Home No More “BBX”: Trademark Dispute Reveals Strange RIM Stance

No More “BBX”: Trademark Dispute Reveals Strange RIM Stance

A temporary restraining order issued by a federal court in Albuquerque on behalf of a software company that produces a version of BASIC, has compelled Research In Motion to start calling the next version of its operating system for BlackBerry smartphones “BlackBerry 10.” This according to a tweet from the company’s official Twitter feed.

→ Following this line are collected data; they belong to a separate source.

use std::sync::Arc;

use async_trait::async_trait;
use auth::Authenticator;
use http::HeaderMap;

use crate::domain::session::errors::AuthError;
use crate::domain::session::guard::AuthorizationGuard;
use crate::domain::session::manager::RefreshTokenManager;
use crate::domain::session::models::LoginResult;
use crate::domain::session::ports::SessionLifecyclePort;
use crate::domain::session::ports::SessionRepository;
use crate::domain::user::models::UserId;
use crate::domain::user::ports::UserRepository;

/// Orchestrates login, refresh, revocation and ownership checks.
pub struct SessionLifecycle<UR, SR>
where
    UR: UserRepository,
    SR: SessionRepository,
{
    users: Arc<UR>,
    authenticator: Arc<Authenticator>,
    refresh_tokens: Arc<RefreshTokenManager<SR>>,
    guard: AuthorizationGuard<SR>,
}

impl<UR, SR> SessionLifecycle<UR, SR>
where
    UR: UserRepository,
    SR: SessionRepository,
{
    /// Create the lifecycle over the credential and session stores.
    ///
    /// # Arguments
    /// * `users` - Credential store
    /// * `sessions` - Session store
    /// * `authenticator` - Password and access token primitives
    /// * `api_key` - Pre-shared webhook key
    pub fn new(
        users: Arc<UR>,
        sessions: Arc<SR>,
        authenticator: Arc<Authenticator>,
        api_key: String,
    ) -> Self {
        let refresh_tokens = Arc::new(RefreshTokenManager::new(sessions));
        let guard = AuthorizationGuard::new(
            Arc::clone(&authenticator),
            Arc::clone(&refresh_tokens),
            api_key,
        );

        Self {
            users,
            authenticator,
            refresh_tokens,
            guard,
        }
    }
}

#[async_trait]
impl<UR, SR> SessionLifecyclePort for SessionLifecycle<UR, SR>
where
    UR: UserRepository,
    SR: SessionRepository,
{
    async fn login(&self, email: &str, password: &str) -> Result<LoginResult, AuthError> {
        let Some(user) = self.users.find_by_email(email).await? else {
            tracing::debug!("Login attempt for unknown email");
            // Same argon2 cost as a wrong password for a known email.
            if let Err(e) = self.authenticator.verify_placeholder(password) {
                tracing::error!(error = %e, "Placeholder password verification failed");
            }
            return Err(AuthError::InvalidCredentials);
        };

        let result = self
            .authenticator
            .authenticate(password, &user.password_hash, user.id.0)
            .map_err(AuthError::from)?;

        let refresh_token = self.refresh_tokens.issue(&user.id).await?;
        tracing::info!(user_id = %user.id, "User logged in");

        Ok(LoginResult {
            user,
            access_token: result.access_token,
            refresh_token,
        })
    }

    async fn refresh(&self, headers: &HeaderMap) -> Result<String, AuthError> {
        let user_id = self.guard.authenticate_refresh(headers).await?;

        Ok(self.authenticator.issue_access_token(user_id.0)?)
    }

    async fn revoke(&self, headers: &HeaderMap) -> Result<(), AuthError> {
        let token = self.guard.extract_bearer(headers)?;

        Ok(self.refresh_tokens.revoke(token).await?)
    }

    fn authenticate_access(&self, headers: &HeaderMap) -> Result<UserId, AuthError> {
        self.guard.authenticate_access(headers)
    }

    fn authorize_mutation(
        &self,
        headers: &HeaderMap,
        resource_owner: &UserId,
    ) -> Result<UserId, AuthError> {
        let user_id = self.guard.authenticate_access(headers)?;

        if user_id != *resource_owner {
            tracing::warn!(user_id = %user_id, owner_id = %resource_owner, "Mutation on foreign resource refused");
            return Err(AuthError::Forbidden {
                user_id: user_id.to_string(),
            });
        }
        Ok(user_id)
    }

    fn authenticate_api_key(&self, headers: &HeaderMap) -> Result<(), AuthError> {
        self.guard.authenticate_api_key(headers)
    }
}

#[cfg(test)]
mod tests {
    use auth::HeaderError;
    use auth::TokenError;
    use chrono::DateTime;
    use chrono::Utc;
    use http::header::AUTHORIZATION;
    use http::HeaderValue;
    use mockall::mock;

    use super::*;
    use crate::domain::session::errors::SessionError;
    use crate::domain::session::models::RefreshToken;
    use crate::domain::user::errors::UserError;
    use crate::domain::user::models::EmailAddress;
    use crate::domain::user::models::User;

    const SECRET: &[u8] = b"test_secret_key_at_least_32_bytes!";
    const API_KEY: &str = "f271c81ff7084ee5b99a5091b42d486e";

    mock! {
        pub TestUserRepository {}

        #[async_trait]
        impl UserRepository for TestUserRepository {
            async fn create(&self, user: User) -> Result<User, UserError>;
            async fn find_by_email(&self, email: &str) -> Result<Option<User>, UserError>;
            async fn update_credentials(&self, id: &UserId, email: &EmailAddress, password_hash: &str) -> Result<User, UserError>;
            async fn set_upgraded(&self, id: &UserId) -> Result<Option<User>, UserError>;
            async fn delete_all(&self) -> Result<u64, UserError>;
        }
    }

    mock! {
        pub TestSessionRepository {}

        #[async_trait]
        impl SessionRepository for TestSessionRepository {
            async fn create(&self, session: RefreshToken) -> Result<RefreshToken, SessionError>;
            async fn find(&self, token: &str) -> Result<Option<RefreshToken>, SessionError>;
            async fn revoke(&self, token: &str, revoked_at: DateTime<Utc>) -> Result<u64, SessionError>;
        }
    }

    fn lifecycle(
        users: MockTestUserRepository,
        sessions: MockTestSessionRepository,
    ) -> SessionLifecycle<MockTestUserRepository, MockTestSessionRepository> {
        SessionLifecycle::new(
            Arc::new(users),
            Arc::new(sessions),
            Arc::new(Authenticator::new(SECRET)),
            API_KEY.to_string(),
        )
    }

    fn user_with_password(password: &str) -> User {
        User {
            id: UserId::new(),
            email: EmailAddress::new("a@x.com".to_string()).unwrap(),
            password_hash: auth::PasswordHasher::new().hash(password).unwrap(),
            is_chirpy_red: false,
            created_at: Utc::now(),
            updated_at: Utc::now(),
        }
    }

    fn authorization(value: &str) -> HeaderMap {
        let mut headers = HeaderMap::new();
        headers.insert(AUTHORIZATION, HeaderValue::from_str(value).unwrap());
        headers
    }

    #[tokio::test]
    async fn test_login_issues_both_tokens() {
        let mut users = MockTestUserRepository::new();
        let mut sessions = MockTestSessionRepository::new();
        let user = user_with_password("pw1");
        let user_id = user.id;

        users
            .expect_find_by_email()
            .withf(|email| email == "a@x.com")
            .times(1)
            .returning(move |_| Ok(Some(user.clone())));
        sessions
            .expect_create()
            .withf(move |session| session.user_id == user_id)
            .times(1)
            .returning(|session| Ok(session));

        let lifecycle = lifecycle(users, sessions);

        let result = lifecycle.login("a@x.com", "pw1").await.unwrap();
        assert_eq!(result.user.id, user_id);
        assert_eq!(result.refresh_token.len(), 64);

        let headers = authorization(&format!("Bearer {}", result.access_token));
        assert_eq!(lifecycle.authenticate_access(&headers).unwrap(), user_id);
    }

    #[tokio::test]
    async fn test_login_unknown_email_and_wrong_password_look_alike() {
        let mut users = MockTestUserRepository::new();
        let mut sessions = MockTestSessionRepository::new();
        let user = user_with_password("pw1");

        users.expect_find_by_email().times(2).returning(move |email| {
            if email == "a@x.com" {
                Ok(Some(user.clone()))
            } else {
                Ok(None)
            }
        });
        sessions.expect_create().times(0);

        let lifecycle = lifecycle(users, sessions);

        let unknown = lifecycle.login("nobody@x.com", "pw1").await.unwrap_err();
        let wrong = lifecycle.login("a@x.com", "pw2").await.unwrap_err();

        assert!(matches!(unknown, AuthError::InvalidCredentials));
        assert!(matches!(wrong, AuthError::InvalidCredentials));
        assert_eq!(unknown.to_string(), wrong.to_string());
    }

    #[tokio::test]
    async fn test_login_unknown_email_still_pays_for_a_verification() {
        let mut users = MockTestUserRepository::new();
        let mut sessions = MockTestSessionRepository::new();

        users.expect_find_by_email().times(1).returning(|_| Ok(None));
        sessions.expect_create().times(0);

        let lifecycle = lifecycle(users, sessions);
        let hasher = auth::PasswordHasher::new();
        let hash = hasher.hash("pw1").unwrap();

        let started = std::time::Instant::now();
        assert!(!hasher.verify("pw2", &hash).unwrap());
        let one_verification = started.elapsed();

        let started = std::time::Instant::now();
        let err = lifecycle.login("nobody@x.com", "pw1").await.unwrap_err();
        let unknown_email = started.elapsed();

        assert!(matches!(err, AuthError::InvalidCredentials));
        assert!(unknown_email >= one_verification / 4);
    }

    #[tokio::test]
    async fn test_login_fails_when_session_cannot_be_stored() {
        let mut users = MockTestUserRepository::new();
        let mut sessions = MockTestSessionRepository::new();
        let user = user_with_password("pw1");

        users
            .expect_find_by_email()
            .returning(move |_| Ok(Some(user.clone())));
        sessions
            .expect_create()
            .returning(|_| Err(SessionError::DatabaseError("disk full".to_string())));

        let lifecycle = lifecycle(users, sessions);

        let err = lifecycle.login("a@x.com", "pw1").await.unwrap_err();
        assert!(err.is_internal());
    }

    #[tokio::test]
    async fn test_refresh_mints_access_token_for_session_owner() {
        let users = MockTestUserRepository::new();
        let mut sessions = MockTestSessionRepository::new();
        let user_id = UserId::new();
        let token = "b".repeat(64);

        let stored = RefreshToken::new(token.clone(), user_id, Utc::now());
        sessions
            .expect_find()
            .withf(|presented| presented == "b".repeat(64))
            .times(1)
            .returning(move |_| Ok(Some(stored.clone())));

        let lifecycle = lifecycle(users, sessions);

        let access_token = lifecycle
            .refresh(&authorization(&format!("Bearer {}", token)))
            .await
            .unwrap();

        let headers = authorization(&format!("Bearer {}", access_token));
        assert_eq!(lifecycle.authenticate_access(&headers).unwrap(), user_id);
    }

    #[tokio::test]
    async fn test_refresh_with_revoked_token() {
        let users = MockTestUserRepository::new();
        let mut sessions = MockTestSessionRepository::new();

        sessions.expect_find().returning(|token| {
            let mut session = RefreshToken::new(token.to_string(), UserId::new(), Utc::now());
            session.revoked_at = Some(Utc::now());
            Ok(Some(session))
        });

        let lifecycle = lifecycle(users, sessions);

        let err = lifecycle
            .refresh(&authorization(&format!("Bearer {}", "c".repeat(64))))
            .await
            .unwrap_err();
        assert!(matches!(err, AuthError::Session(SessionError::Revoked)));
        assert!(!err.is_internal());
    }

    #[tokio::test]
    async fn test_refresh_without_header() {
        let lifecycle = lifecycle(MockTestUserRepository::new(), MockTestSessionRepository::new());

        let err = lifecycle.refresh(&HeaderMap::new()).await.unwrap_err();
        assert!(matches!(err, AuthError::Header(HeaderError::Missing)));
    }

    #[tokio::test]
    async fn test_revoke_unknown_token() {
        let users = MockTestUserRepository::new();
        let mut sessions = MockTestSessionRepository::new();
        sessions.expect_revoke().returning(|_, _| Ok(0));
        sessions.expect_find().returning(|_| Ok(None));

        let lifecycle = lifecycle(users, sessions);

        let err = lifecycle
            .revoke(&authorization("Bearer unknown"))
            .await
            .unwrap_err();
        assert!(matches!(err, AuthError::Session(SessionError::NotFound)));
        assert!(!err.is_internal());
    }

    #[test]
    fn test_authorize_mutation_owner_and_stranger() {
        let lifecycle = lifecycle(MockTestUserRepository::new(), MockTestSessionRepository::new());
        let owner = UserId::new();
        let stranger = UserId::new();
        let signer = auth::TokenSigner::new(SECRET);

        let owner_headers = authorization(&format!("Bearer {}", signer.issue(owner.0).unwrap()));
        let stranger_headers =
            authorization(&format!("Bearer {}", signer.issue(stranger.0).unwrap()));

        assert_eq!(
            lifecycle.authorize_mutation(&owner_headers, &owner).unwrap(),
            owner
        );
        assert!(matches!(
            lifecycle.authorize_mutation(&stranger_headers, &owner),
            Err(AuthError::Forbidden { .. })
        ));
    }

    #[test]
    fn test_authorize_mutation_rejects_token_from_other_secret() {
        let lifecycle = lifecycle(MockTestUserRepository::new(), MockTestSessionRepository::new());
        let owner = UserId::new();
        let foreign = auth::TokenSigner::new(b"another_secret_key_of_32_bytes_or_more");

        let headers = authorization(&format!("Bearer {}", foreign.issue(owner.0).unwrap()));

        assert!(matches!(
            lifecycle.authorize_mutation(&headers, &owner),
            Err(AuthError::Token(TokenError::BadSignature))
        ));
    }

    #[test]
    fn test_api_key() {
        let lifecycle = lifecycle(MockTestUserRepository::new(), MockTestSessionRepository::new());

        assert!(lifecycle
            .authenticate_api_key(&authorization(&format!("ApiKey {}", API_KEY)))
            .is_ok());
        assert!(matches!(
            lifecycle.authenticate_api_key(&authorization("ApiKey wrong")),
            Err(AuthError::InvalidApiKey)
        ));
        assert!(matches!(
            lifecycle.authenticate_api_key(&authorization(&format!("Bearer {}", API_KEY))),
            Err(AuthError::Header(HeaderError::Malformed { .. }))
        ));
    }
}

The name BBx (albeit with a small “x”) is being used by Basis Software of Albuquerque as a trademark for its Business BASIC language interpreter, which is a classic language interpreter capable of extending business logic established over the previous decades to a platform that reaches smartphones, including BlackBerrys. Perhaps the most startling element of this case came from RIM, whose U.S.-based subsidiary had claimed in court, according to the judge’s ruling, that the Singapore developers’ conference to which the restraining order applies is not all that important to anyone in America.

“RIM argues that its alleged conduct would have an insufficient effect on United States commerce to grant an injunction,” reads Judge William P. Johnson’s ruling yesterday, “pointing out that the upcoming Singapore conference is intended to serve customers in Asia and that only several of the 700 people who will be attending the conference will be from the United States. RIM also contends that the conference will not be broadcast live, and any references on the Internet to the conference will not have the required significant effect on commerce.”

By contrast, Judge Johnson went on, Basis Software argued that it would be naïve for RIM or anyone else to assume that the effect of an Asia developers’ conference would be limited to Asia. “The Court agrees with this assessment,” he wrote, “finding it somewhat ironic that the very nature of the disputed software product is making world-wide dissemination of information more easily accessible than before.”

“BlackBerry 10” was a name that had been bandied about in the press and elsewhere as a likely name for its completely new operating system, which was previewed last October in San Francisco. The new system represents a developmental dead-end for BB OS 9, whose architecture could not adequately be extended to the emerging tablet market that RIM must also cover, preferably not with a separate OS as is the case with today’s PlayBook.

One of the developmental hurdles the next BlackBerry system continues to face – one for which developers worldwide will indeed be looking to Singapore for clues to a solution – concerns a key element of its authentication mechanism. Historically, BlackBerry users have been associated with single phones, with the understanding that it wouldn’t make sense for someone to own two or three mobile phones. The emergence of the tablet changes all that. Today, for a PlayBook tablet to access a BlackBerry user’s account, it must be tethered to a physical BlackBerry phone, a connection which the manufacturer (unsuccessfully) tried to market as fun and exciting.

Another hurdle concerns the new system’s identity, the name change for which may (just as ironically) reveal the limited effect it may have on the consumer mindset.